Conflict drives ‘unacceptable’ figure of 795 million people facing hunger

Migrant rights demonstration, Torino. [Joel Schalit/Flickr]

Levels of hunger in the developing world have fallen by nearly one third since 2000. But an “unacceptably high” number of people still do not have enough to eat, largely due to the spread of armed conflicts, this year’s global hunger index warns.

>>Read: There is no place for malnutrition in the 21st century | Lawrence Haddad, Corinna Hawkes and Emorn Udomkesmalee

There are 27% fewer hungry people in the world today than at the turn of the century, according to the 2015 index, which was released on Monday by the International Food Policy Research Institute (IFPRI), Welthungerhilfe and Concern Worldwide.

But despite this progress, “the level of hunger in the world remains unacceptably high, with 795 million people still going hungry, more than one in four children affected by stunting, and 9% of children affected by wasting”, the index said.

The index assessed the level of hunger in 117 countries where the issue is considered to be a problem and where data is available. It takes into account undernourishment, child wasting, child stunting and child mortality.

There are “serious” concerns about the level of hunger in 44 countries and “alarming” signs in eight other nations, the index said.

Armed conflict, which has cut civilians off from food supplies, is behind high levels of hunger in Central African Republic, which ranked bottom of this year’s index, according to Dominic MacSorley, CEO of Concern Worldwide.

“You can contrast where there has been progress and go to Ethiopia and Rwanda, where the hunger levels have fallen substantially,” MacSorley said.

Conflicts have become more deadly since 2008. Despite the number of active wars falling from 63 in 2008 to 42 in 2014, the number of people killed in conflict areas has soared from 56,000 to 180,000 over the same period.

These intensifying wars are driving hunger in some of the world’s poorest countries, MacSorley said. Hostilities often drive civilians to deplete food stocks, making them more vulnerable to future food insecurity.

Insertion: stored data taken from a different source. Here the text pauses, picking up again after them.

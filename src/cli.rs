use clap::{Parser, Subcommand};
use std::path::PathBuf;

#[derive(Parser, Debug)]
#[command(author, version, about = "Track your pantry and find recipes you can cook", long_about = None)]
pub struct Cli {
    #[command(subcommand)]
    pub command: Command,
}

#[derive(Subcommand, Debug)]
pub enum Command {
    /// Manage pantry items
    Pantry {
        #[command(subcommand)]
        action: PantryAction,
    },
    /// Show how a term translates
    Resolve { term: String },
    /// Manage manual translations
    Overrides {
        #[command(subcommand)]
        action: OverridesAction,
    },
    /// Search recipes using everything in the pantry
    Search,
    /// Show a recipe and which of its ingredients you already have
    Recipe {
        id: i64,
        /// Put every missing ingredient on the shopping list
        #[arg(long)]
        add_missing: bool,
    },
    /// Show random recipes
    Random {
        #[arg(short, long)]
        number: Option<u32>,
    },
    /// Manage the shopping list
    Shopping {
        #[command(subcommand)]
        action: ShoppingAction,
    },
    /// Manage cached recipe searches
    Cache {
        #[command(subcommand)]
        action: CacheAction,
    },
}

#[derive(Subcommand, Debug)]
pub enum PantryAction {
    Add { term: String },
    Remove { term: String },
    List,
    /// Set the translation for a pantry term by hand
    Translate { term: String, target: String },
}

#[derive(Subcommand, Debug)]
pub enum OverridesAction {
    List,
    /// Import `source,target` rows from a CSV file with a header
    Import { csv_file: PathBuf },
}

#[derive(Subcommand, Debug)]
pub enum ShoppingAction {
    List,
    /// Mark an item bought (or not bought); bought items go into the pantry
    Toggle { name: String },
    Remove { name: String },
    ClearBought,
}

#[derive(Subcommand, Debug)]
pub enum CacheAction {
    Clear,
    /// Forget the cached search for the current pantry
    Invalidate,
}

pub fn parse_args() -> Cli {
    Cli::parse()
}
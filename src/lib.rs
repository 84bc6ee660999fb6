pub mod api_connection;
pub mod cli;
pub mod config;
pub mod ingredient_matcher;
pub mod missing_aggregator;
pub mod pantry;
pub mod recipe_service;
pub mod shopping_list;
pub mod store;
pub mod term_normalizer;
pub mod translation;
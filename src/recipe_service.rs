use std::collections::BTreeSet;
use tracing::{info, warn};

use crate::api_connection::{ApiConnectionError, RecipeInfo, RecipeProvider, RecipeSummary};
use crate::ingredient_matcher::{classify, ClassificationResult};
use crate::store::{CacheStore, RecipeCache};
use crate::term_normalizer::normalize;

pub const DEFAULT_SEARCH_LIMIT: u32 = 10;
pub const DEFAULT_RANDOM_COUNT: u32 = 10;

/// Fingerprint of an ingredient set: normalized, blank-free, deduplicated,
/// sorted and comma-joined, e.g. `"egg,onion,tomato"`.
pub fn cache_key<T: AsRef<str>>(terms: &[T]) -> String {
    canonical_terms(terms).into_iter().collect::<Vec<_>>().join(",")
}

fn canonical_terms<T: AsRef<str>>(terms: &[T]) -> BTreeSet<String> {
    terms
        .iter()
        .map(|term| normalize(term.as_ref()))
        .filter(|term| !term.is_empty())
        .collect()
}

/// Recipe lookups with ingredient searches answered from the cache when possible.
pub struct RecipeService<P: RecipeProvider, C: CacheStore> {
    provider: P,
    cache: RecipeCache<C>,
    search_limit: u32,
}

impl<P: RecipeProvider, C: CacheStore> RecipeService<P, C> {
    pub fn new(provider: P, cache: RecipeCache<C>) -> Self {
        Self {
            provider,
            cache,
            search_limit: DEFAULT_SEARCH_LIMIT,
        }
    }

    pub fn with_search_limit(mut self, limit: u32) -> Self {
        self.search_limit = limit;
        self
    }

    pub fn provider(&self) -> &P {
        &self.provider
    }

    pub fn cache(&self) -> &RecipeCache<C> {
        &self.cache
    }

    /// Recipes using the given target-vocabulary terms.
    ///
    /// A cached result is returned without contacting the provider. On a miss
    /// the provider result is cached before it is returned; a cache failure is
    /// logged and does not fail the search.
    pub async fn find_recipes<T: AsRef<str>>(&self, terms: &[T]) -> Result<Vec<RecipeSummary>, ApiConnectionError> {
        let canonical: Vec<String> = canonical_terms(terms).into_iter().collect();
        if canonical.is_empty() {
            info!("no ingredients to search with");
            return Ok(Vec::new());
        }
        let key = canonical.join(",");

        match self.cache.get(&key) {
            Ok(Some(recipes)) => return Ok(recipes),
            Ok(None) => {}
            Err(e) => warn!(%key, error = %e, "recipe cache unreadable, treating as miss"),
        }

        info!(%key, "searching recipe provider");
        let recipes = self.provider.find_by_ingredients(&canonical, self.search_limit).await?;
        info!(%key, count = recipes.len(), "recipe search finished");

        if let Err(e) = self.cache.put(&key, recipes.clone()) {
            warn!(%key, error = %e, "could not cache recipe search result");
        }
        Ok(recipes)
    }

    pub async fn recipe_details(&self, id: i64) -> Result<RecipeInfo, ApiConnectionError> {
        self.provider.recipe_information(id).await
    }

    /// Random recipes sorted by title.
    pub async fn random_recipes(&self, number: u32) -> Result<Vec<RecipeInfo>, ApiConnectionError> {
        let mut recipes = self.provider.random_recipes(number).await?;
        recipes.sort_by(|a, b| a.title.cmp(&b.title));
        Ok(recipes)
    }

    /// Fetches a recipe and splits its ingredients against the owned terms.
    pub async fn check_recipe(
        &self,
        id: i64,
        owned_target_terms: &BTreeSet<String>,
    ) -> Result<(RecipeInfo, ClassificationResult), ApiConnectionError> {
        let info = self.recipe_details(id).await?;
        let classification = classify(owned_target_terms, &info.extended_ingredients);
        Ok((info, classification))
    }
}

“Preventing civilian access to food markets, food production and/or food aid is the equivalent of using hunger as a weapon and is therefore a direct violation of human rights and international humanitarian law,” said Jean-Michel Grand, executive director of Action Against Hunger UK, an international NGO.

Many of the countries affected by the most violent conflicts in the world today – including Syria, South Sudan and Somalia – did not have enough data on hunger to be included in this year’s index. In total, 13 countries had to be omitted from the index because of a lack of available data.

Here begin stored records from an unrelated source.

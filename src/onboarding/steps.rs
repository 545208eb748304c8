//! Onboarding wizard steps: which screen the user is on.

use serde::{Deserialize, Serialize};

/// The screens of the onboarding wizard.
///
/// Progresses linearly: Welcome → Demographics → Goals → Measurements →
/// Equipment → Schedule → PlanSelection → Complete.
#[derive(Debug, Clone, Copy, PartialEq, Eq, Default, Serialize, Deserialize)]
#[serde(rename_all = "snake_case")]
pub enum OnboardingStep {
    #[default]
    Welcome,
    Demographics,
    Goals,
    Measurements,
    Equipment,
    Schedule,
    PlanSelection,
    Complete,
}

impl OnboardingStep {
    /// Every step, in wizard order.
    pub const ALL: [OnboardingStep; 8] = [
        Self::Welcome,
        Self::Demographics,
        Self::Goals,
        Self::Measurements,
        Self::Equipment,
        Self::Schedule,
        Self::PlanSelection,
        Self::Complete,
    ];

    fn position(self) -> usize {
        Self::ALL
            .iter()
            .position(|s| *s == self)
            .unwrap_or_default()
    }

    /// Check if moving from `self` to `target` is a single step forward or back.
    pub fn can_transition_to(&self, target: OnboardingStep) -> bool {
        if self.is_terminal() {
            return false;
        }
        let from = self.position();
        let to = target.position();
        to == from + 1 || to + 1 == from
    }

    /// Whether this step is terminal (onboarding is done).
    pub fn is_terminal(&self) -> bool {
        matches!(self, Self::Complete)
    }

    /// The next step, if any.
    pub fn next(&self) -> Option<OnboardingStep> {
        Self::ALL.get(self.position() + 1).copied()
    }

    /// The previous step, if any. The terminal step has no way back.
    pub fn previous(&self) -> Option<OnboardingStep> {
        if self.is_terminal() {
            return None;
        }
        self.position().checked_sub(1).map(|i| Self::ALL[i])
    }

    /// 1-based index for "step N of M" displays.
    pub fn number(&self) -> usize {
        self.position() + 1
    }
}

impl std::fmt::Display for OnboardingStep {
    fn fmt(&self, f: &mut std::fmt::Formatter<'_>) -> std::fmt::Result {
        let s = match self {
            Self::Welcome => "welcome",
            Self::Demographics => "demographics",
            Self::Goals => "goals",
            Self::Measurements => "measurements",
            Self::Equipment => "equipment",
            Self::Schedule => "schedule",
            Self::PlanSelection => "plan_selection",
            Self::Complete => "complete",
        };
        write!(f, "{s}")
    }
}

>>Read: Malnutrition linked to nearly half of deaths among under-fives

In September, world leaders committed to the wide-ranging sustainable development goals (SDGs), which aim to end extreme poverty, address the impact of climate change and reduce inequality by 2030. SDG2, the second goal, seeks to end hunger, achieve food security and improved nutrition, and promote sustainable agriculture over the same period.

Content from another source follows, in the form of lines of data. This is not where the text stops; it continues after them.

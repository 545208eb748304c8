//! Read-time normalization of stored plan documents.
//!
//! Stored plans may predate progress tracking or carry only some of its
//! fields. Stored values always win; missing ones are synthesized here and
//! never written back.

use chrono::{DateTime, Utc};
use serde::Deserialize;
use serde_json::Value;

use super::model::{ProgressTracking, WorkoutDay, WorkoutPlan};
use crate::error::StoreError;
use crate::store::Document;
use crate::timestamp;

/// Plan document as stored: every field optional.
#[derive(Debug, Default, Deserialize)]
#[serde(rename_all = "camelCase", default)]
struct StoredPlan {
    user_id: Option<String>,
    title: Option<String>,
    description: Option<String>,
    goal: Option<String>,
    fitness_level: Option<String>,
    duration: Option<u32>,
    workouts_per_week: Option<u32>,
    weekly_schedule: Option<Vec<WorkoutDay>>,
    progress_tracking: Option<StoredProgress>,
    created_at: Option<Value>,
    updated_at: Option<Value>,
}

#[derive(Debug, Default, Deserialize)]
#[serde(rename_all = "camelCase", default)]
struct StoredProgress {
    current_week: Option<u32>,
    completed_workouts: Option<u32>,
    total_workouts: Option<u32>,
    start_date: Option<Value>,
    last_updated: Option<Value>,
}

/// Build a `WorkoutPlan` from a stored document, filling defaults as of `now`.
///
/// - `currentWeek` → 1, `completedWorkouts` → 0
/// - `totalWorkouts` → `workoutsPerWeek * duration`
/// - `startDate` → the plan's `createdAt`, `lastUpdated` → `now`
/// - missing or undecodable `createdAt` / `updatedAt` → `now`
pub fn normalize(doc: &Document, now: DateTime<Utc>) -> Result<WorkoutPlan, StoreError> {
    let stored: StoredPlan = doc.decode()?;

    let created_at = timestamp::decode_or(stored.created_at.as_ref(), now);
    let updated_at = timestamp::decode_or(stored.updated_at.as_ref(), now);
    let duration = stored.duration.unwrap_or(0);
    let workouts_per_week = stored.workouts_per_week.unwrap_or(0);

    let progress = stored.progress_tracking.unwrap_or_default();
    let progress_tracking = ProgressTracking {
        current_week: progress.current_week.unwrap_or(1),
        completed_workouts: progress.completed_workouts.unwrap_or(0),
        total_workouts: progress
            .total_workouts
            .unwrap_or_else(|| workouts_per_week.saturating_mul(duration)),
        start_date: timestamp::decode_or(progress.start_date.as_ref(), created_at),
        last_updated: timestamp::decode_or(progress.last_updated.as_ref(), now),
    };

    Ok(WorkoutPlan {
        id: doc.id.clone(),
        user_id: stored.user_id.unwrap_or_default(),
        title: stored.title.unwrap_or_default(),
        description: stored.description,
        goal: stored.goal.unwrap_or_default(),
        fitness_level: stored.fitness_level.unwrap_or_default(),
        duration,
        workouts_per_week,
        weekly_schedule: stored.weekly_schedule.unwrap_or_default(),
        progress_tracking,
        created_at,
        updated_at,
    })
}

MacSorley said: “Without peace, ending poverty and hunger by 2030 will never be achieved. The time has come for the international community to make conflict prevention, mitigation and resolution a far higher political priority.”

But humanitarians are optimistic that the world can make progress towards meeting SDG2.

Shenggen Fan, director general of the International Food Policy Research Institute, said: “We are more confident today than ever before that we can end hunger, provided we do not rest on our accomplishments.”

>>Read: Annick Girardin: ‘The SDGs can solve the causes of the migrant crisis’

Grand said: “If world leaders are serious about fulfilling their ambitions to end hunger and malnutrition by 2030, as stated at the sustainable development summit held less than a month ago at the UN general assembly in New York, then they must start by launching meaningful peace processes in war-torn countries where millions of people are denied access to food markets, food production and/or food aid.”

Last year’s index warned that widespread consumption of poor-quality food, dubbed “hidden hunger”, is affecting two billion people.

The 2015 index includes data on child stunting and child wasting instead of just on the number of underweight children in a given country. This provides “more accurate information on undernutrition, enabling better humanitarian programming decisions to be made”, Grand said.